Анализируя современную литературу Запада, мы учитываем, что писатели и деятели культуры испытывают там постоянное давление капиталистической пропагандистской машины. Их непродуманные суждения о социалистической литературе буржуазная пропаганда беззастенчиво превращает в так называемые «аргументы» против марксизма, коммунистической идеологии и реального социализма. Слабо знакомые с марксистской философией, социалистической эстетикой и действительностью общества развитого социализма, многие из них, питая иллюзии насчет «независимости» и аполитичности художника, поддаются натиску средств массовой информации и включаются в провокационные кампании империалистической пропаганды, которая поднимает шумиху вокруг каких-то мифических «нарушений прав человека» в СССР и странах социалистического содружества, вокруг якобы «бюрократического ущемления» в Советском Союзе «свободы творчества». И здесь часто возникает странный парадокс. В своих лучших художественных созданиях эти писатели правдиво, искренне, сильно показывают исчерпанность духовных ценностей западной цивилизации, обличают дегуманизацию жизни и культуры, но в своих противоречивых, зачастую путаных политико-идеологических декларациях они как бы опровергают собственную гуманистическую творческую программу. Они иногда забывают, что буржуазной пропаганде выгодно поддерживать этот идейный хаос и спекулировать на изжившем себя мифе о «полной свободе» художника от общества.
Надо смотреть правде в лицо: империалистической пропаганде удается вовлечь в свою орбиту отдельных мастеров культуры, которые гордятся «своей «независимостью». В 1978 году в Париже был создан «Комитет интеллектуалов за Европу свобод», председателем которого был избран драматург-абсурдист Эжен Ионеско. «Независимые» интеллектуалы, признав кризис буржуазной цивилизации, намеревались спасать «Европу, культуру и свободу», объявив, что они не намерены служить господствующей идеологии. Вместе с тем они прокламировали «право культуры на бесполезность и бесцельность». Однако риторические рассуждения о «свободе культуры» прикрывали убогое антикоммунистическое и антисоветское содержание этого «комитета». «Свободу» и «культуру», оказалось, надо было спасать в странах социализма, а для этого клеветать на политику разрядки и сотрудничества между народами, на новую, социалистическую культуру. «Независимость» от политики обернулась зависимостью от самой реакционной политики — такова неодолимая логика идеологической борьбы. Подлинную цель этого «комитета» Эжен Ионеско раскрыл задолго до его создания, заявив, что «мы должны избавиться от мифа революции». Вот каким образом «чистые интеллектуалы» спускаются на грязную почву антикоммунистической пропаганды.

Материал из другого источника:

//! Incremental HTTP/1.1 Request Parser
//!
//! The parser consumes bytes from a [`ByteBuffer`] as they become complete
//! and keeps its position across calls, so a request split over any number
//! of TCP segments parses the same as one delivered in a single read.
//!
//! ## State Machine
//!
//! ```text
//!   ┌──────┐  request line  ┌─────────┐  blank line (GET)   ┌──────┐
//!   │ Line │ ─────────────▶ │ Headers │ ──────────────────▶ │ Done │
//!   └──────┘                └────┬────┘                     └──────┘
//!                                │ blank line (POST)           ▲
//!                                ▼                             │
//!                           ┌─────────┐  Content-Length bytes  │
//!                           │  Body   │ ───────────────────────┘
//!                           └─────────┘
//! ```
//!
//! A line is only consumed once its CRLF has arrived. Anything short of
//! that reports [`Progress::NeedMoreData`] and leaves the buffer untouched.

use crate::buffer::ByteBuffer;
use crate::protocol::types::{header_lookup, keep_alive_requested, normalize_path, Method, Request};
use bytes::Bytes;
use std::collections::HashMap;
use thiserror::Error;

/// Reasons a request is rejected as malformed.
#[derive(Debug, Error, Clone, PartialEq, Eq)]
pub enum ParseError {
    /// Request line is not `METHOD SP PATH SP HTTP/VERSION`
    #[error("malformed request line")]
    MalformedRequestLine,

    /// Header line without a `:` separator
    #[error("malformed header line")]
    MalformedHeader,

    /// Method other than GET or POST
    #[error("unsupported method: {0}")]
    UnsupportedMethod(String),

    /// POST body without a Content-Length header
    #[error("missing Content-Length")]
    MissingContentLength,

    /// Content-Length that is not a non-negative integer
    #[error("invalid Content-Length: {0}")]
    InvalidContentLength(String),

    /// Request line or header is not valid UTF-8
    #[error("invalid UTF-8 in request head")]
    InvalidUtf8,
}

/// Where the parser currently is inside a request.
#[derive(Debug, Clone, Copy, PartialEq, Eq)]
pub enum ParseState {
    Line,
    Headers,
    Body,
    Done,
}

/// Outcome of a successful [`RequestParser::parse`] call.
#[derive(Debug, Clone, Copy, PartialEq, Eq)]
pub enum Progress {
    /// A whole request is available.
    Complete,
    /// The buffer ends mid-request; read more and call again.
    NeedMoreData,
}

/// Incremental request parser. One per connection, reset between requests.
///
/// # Example
///
/// ```
/// use miniserver::buffer::ByteBuffer;
/// use miniserver::protocol::{Progress, RequestParser};
///
/// let mut buf = ByteBuffer::new();
/// let mut parser = RequestParser::new();
///
/// buf.append(b"GET /login HTTP/1.1\r\nHost: x\r\n");
/// assert_eq!(parser.parse(&mut buf).unwrap(), Progress::NeedMoreData);
///
/// buf.append(b"\r\n");
/// assert_eq!(parser.parse(&mut buf).unwrap(), Progress::Complete);
/// assert_eq!(parser.path(), "/login.html");
/// ```
#[derive(Debug, Clone)]
pub struct RequestParser {
    state: ParseState,
    method: String,
    path: String,
    version: String,
    headers: HashMap<String, String>,
    body: Bytes,
}

impl Default for RequestParser {
    fn default() -> Self {
        Self::new()
    }
}

impl RequestParser {
    pub fn new() -> Self {
        Self {
            state: ParseState::Line,
            method: String::new(),
            path: String::new(),
            version: String::new(),
            headers: HashMap::new(),
            body: Bytes::new(),
        }
    }

    /// Clears every field so the next pipelined request starts fresh.
    pub fn reset(&mut self) {
        self.state = ParseState::Line;
        self.method.clear();
        self.path.clear();
        self.version.clear();
        self.headers.clear();
        self.body = Bytes::new();
    }

    /// Advances the state machine over whatever `buf` holds.
    ///
    /// Consumed bytes are retrieved from `buf`; bytes belonging to a later
    /// pipelined request are left in place.
    pub fn parse(&mut self, buf: &mut ByteBuffer) -> Result<Progress, ParseError> {
        loop {
            match self.state {
                ParseState::Line => {
                    let Some(pos) = buf.find_crlf() else {
                        return Ok(Progress::NeedMoreData);
                    };
                    self.parse_request_line(&buf.peek()[..pos])?;
                    buf.retrieve(pos + 2);
                    self.state = ParseState::Headers;
                }
                ParseState::Headers => {
                    let Some(pos) = buf.find_crlf() else {
                        return Ok(Progress::NeedMoreData);
                    };
                    if pos == 0 {
                        buf.retrieve(2);
                        self.state = match self.method()? {
                            Method::Get => ParseState::Done,
                            Method::Post => ParseState::Body,
                        };
                    } else {
                        self.parse_header(&buf.peek()[..pos])?;
                        buf.retrieve(pos + 2);
                    }
                }
                ParseState::Body => {
                    let len = self.content_length()?;
                    if buf.readable_bytes() < len {
                        return Ok(Progress::NeedMoreData);
                    }
                    self.body = Bytes::copy_from_slice(&buf.peek()[..len]);
                    buf.retrieve(len);
                    self.state = ParseState::Done;
                }
                ParseState::Done => return Ok(Progress::Complete),
            }
        }
    }

    pub fn state(&self) -> ParseState {
        self.state
    }

    pub fn is_complete(&self) -> bool {
        self.state == ParseState::Done
    }

    /// The method token as received (may be unsupported before headers end).
    pub fn method_token(&self) -> &str {
        &self.method
    }

    pub fn path(&self) -> &str {
        &self.path
    }

    pub fn version(&self) -> &str {
        &self.version
    }

    pub fn header(&self, name: &str) -> Option<&str> {
        header_lookup(&self.headers, name)
    }

    pub fn headers(&self) -> &HashMap<String, String> {
        &self.headers
    }

    pub fn body(&self) -> &Bytes {
        &self.body
    }

    pub fn is_keep_alive(&self) -> bool {
        keep_alive_requested(&self.headers, &self.version)
    }

    /// Moves the finished request out, leaving the parser reset.
    ///
    /// Returns `None` unless the last `parse` reported `Complete`.
    pub fn take_request(&mut self) -> Option<Request> {
        if self.state != ParseState::Done {
            return None;
        }
        let method = Method::from_token(&self.method)?;
        let request = Request {
            method,
            path: std::mem::take(&mut self.path),
            version: std::mem::take(&mut self.version),
            headers: std::mem::take(&mut self.headers),
            body: std::mem::take(&mut self.body),
        };
        self.reset();
        Some(request)
    }

    fn method(&self) -> Result<Method, ParseError> {
        Method::from_token(&self.method).ok_or_else(|| ParseError::UnsupportedMethod(self.method.clone()))
    }

    /// Matches `^([^ ]*) ([^ ]*) HTTP/([^ ]*)$`.
    fn parse_request_line(&mut self, line: &[u8]) -> Result<(), ParseError> {
        let line = std::str::from_utf8(line).map_err(|_| ParseError::InvalidUtf8)?;

        let mut parts = line.splitn(3, ' ');
        let (Some(method), Some(path), Some(rest)) = (parts.next(), parts.next(), parts.next()) else {
            return Err(ParseError::MalformedRequestLine);
        };
        let version = rest
            .strip_prefix("HTTP/")
            .ok_or(ParseError::MalformedRequestLine)?;
        if version.contains(' ') {
            return Err(ParseError::MalformedRequestLine);
        }

        self.method = method.to_string();
        self.path = normalize_path(path);
        self.version = version.to_string();
        Ok(())
    }

    /// Matches `^([^:]*): ?(.*)$`; a repeated key keeps the last value,
    /// whatever the case of either spelling.
    fn parse_header(&mut self, line: &[u8]) -> Result<(), ParseError> {
        let line = std::str::from_utf8(line).map_err(|_| ParseError::InvalidUtf8)?;
        let (key, value) = line.split_once(':').ok_or(ParseError::MalformedHeader)?;
        let value = value.strip_prefix(' ').unwrap_or(value);
        self.headers.retain(|existing, _| !existing.eq_ignore_ascii_case(key));
        self.headers.insert(key.to_string(), value.to_string());
        Ok(())
    }

    fn content_length(&self) -> Result<usize, ParseError> {
        let raw = self
            .header("Content-Length")
            .ok_or(ParseError::MissingContentLength)?;
        raw.trim()
            .parse::<usize>()
            .map_err(|_| ParseError::InvalidContentLength(raw.to_string()))
    }
}

/// Renders control characters visibly so a request line can be logged on
/// one line.
///
/// # Example
/// ```
/// use miniserver::protocol::escape_for_log;
/// assert_eq!(escape_for_log(b"GET /\r\n"), "GET /\\r\\n");
/// ```
pub fn escape_for_log(bytes: &[u8]) -> String {
    let mut out = String::with_capacity(bytes.len());
    for chunk in bytes.utf8_chunks() {
        for c in chunk.valid().chars() {
            match c {
                '\r' => out.push_str("\\r"),
                '\n' => out.push_str("\\n"),
                '\t' => out.push_str("\\t"),
                '\\' => out.push_str("\\\\"),
                '\0' => out.push_str("\\0"),
                c => out.push(c),
            }
        }
        for b in chunk.invalid() {
            out.push_str(&format!("\\x{:02x}", b));
        }
    }
    out
}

Накал идейных битв сегодня невероятно силен. Новая американская администрация вновь заговорила языком «холодной войны», объявляя о том, что США должны взять на себя бремя «руководства миром». Государственный секретарь А. Хейг заявил, что «весь мир — это сфера действия НАТО». На смену потерпевшей позорный крах кампании Картера в «защиту прав человека» пришла провокационная шумиха о борьбе с «международным терроризмом» и «советским экспансионизмом». Официальный Вашингтон цинично приравнивает «международный терроризм» к национально-освободительной борьбе народов. В США развязана беспрецедентная, истерическая кампания против СССР и социалистического содружества. И для прикрытия этой наглой агрессивно-авантюристической политики правящие круги США используют интеллигенцию, в том числе и писателей, в который уже раз пытаясь объединить их под полинялым флагом «защиты культуры» от «коммунистического тоталитаризма». В январе этого года в США возник международный «Комитет за свободный мир», почетным председателем которого избран французский социолог и публицист Раймон Арон — ветеран антикоммунизма. «Комитет» запугивает интеллигенцию Запада мифом о «советской угрозе», мечтая о несбыточном — победить в борьбе идей мир социализма, прогресса и подлинного гуманизма. Цель их — усилить «психологическую войну» против СССР, помочь американской администрации похоронить разрядку и вернуться к «холодной войне». Уже объявлено, что первым мероприятием «Комитета за свободный мир» явится «конференция по изучению роста советской активности». Вот вам и «независимые интеллектуалы», находящиеся, в сущности, в упряжке рейгановской политики.
Деятельность «Комитета за свободный мир» не имеет никакого отношения к подлинной культуре. Однако его участникам не мешало бы вспомнить уроки истории, которые прямо касаются судеб культуры в так называемом «свободном мире». В вашингтонских коридорах власти уже возник призрак сенатора Джозефа Маккарти: конгрессмен Д. Крейн категорически потребовал воссоздать «Комиссию по расследованию антиамериканской деятельности». А ведь это означает возобновление «охоты за ведьмами», очередную травлю творческой интеллигенции, не согласной с авантюристической политикой руководства США. По сообщению западногерманской газеты «Вельт», группа американских писателей (среди них такие известные мастера, как Джон Апдайк и Норман Мейлер) вручила президенту Рейгану петицию, где заклинала его «не уступать в борьбе идей». Так неужели Н. Мейлер забыл, что именно сторонники сенатора Маккарти были недовольны его романом «Нагие и мертвые», где писатель сказал беспощадную правду об американской армии и растлевающей власти войны над человеком?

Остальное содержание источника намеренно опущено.